▶ **What the task requires**: Look below for the line that contains "#[derive(Debug, Clone, Copy, PartialEq, Eq, Default)]", then copy it and each following line exactly, through and including the line that contains "pub fn master_cycles_per_frame(self)".

▶ **Saved data entries**:
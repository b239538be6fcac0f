//! Region timing and the handful of knobs the core exposes to a frontend (spec.md §4.5).

#[cfg_attr(feature = "bincode", derive(bincode::Encode, bincode::Decode))]
#[derive(Debug, Clone, Copy, PartialEq, Eq, Default)]
pub enum GenesisTimingMode {
    #[default]
    Ntsc,
    Pal,
}

impl GenesisTimingMode {
    /// Master-clock cycles dispensed per frame (spec.md §4.5).
    #[must_use]
    pub fn master_cycles_per_frame(self) -> u64 {
        match self {
            Self::Ntsc => 896_040,
            Self::Pal => 1_067_040,
        }
    }

    #[must_use]
    pub fn overscan_width(self) -> u16 {
        match self {
            Self::Ntsc => 420,
            Self::Pal => 423,
        }
    }

    #[must_use]
    pub fn overscan_height(self) -> u16 {
        match self {
            Self::Ntsc => 262,
            Self::Pal => 312,
        }
    }

    #[must_use]
    pub fn status_pal_bit(self) -> bool {
        self == Self::Pal
    }
}

/// The handful of knobs the core itself exposes; display/audio/input plumbing lives in the
/// frontend, not here.
#[derive(Debug, Clone, Copy, Default)]
pub struct GenesisEmulatorConfig {
    pub timing_mode_override: Option<GenesisTimingMode>,
    /// Forces the Z80 to always be granted the bus, bypassing BUSREQ arbitration; useful for
    /// isolating 68K-side bugs from sound-driver bugs while debugging.
    pub force_z80_always_granted: bool,
}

▶ **Answer box**:
#[derive(Debug, Clone, Copy, PartialEq, Eq, Default)]
pub enum GenesisTimingMode {
    #[default]
    Ntsc,
    Pal,
}

impl GenesisTimingMode {
    /// Master-clock cycles dispensed per frame (spec.md §4.5).
    #[must_use]
    pub fn master_cycles_per_frame(self) -> u64 {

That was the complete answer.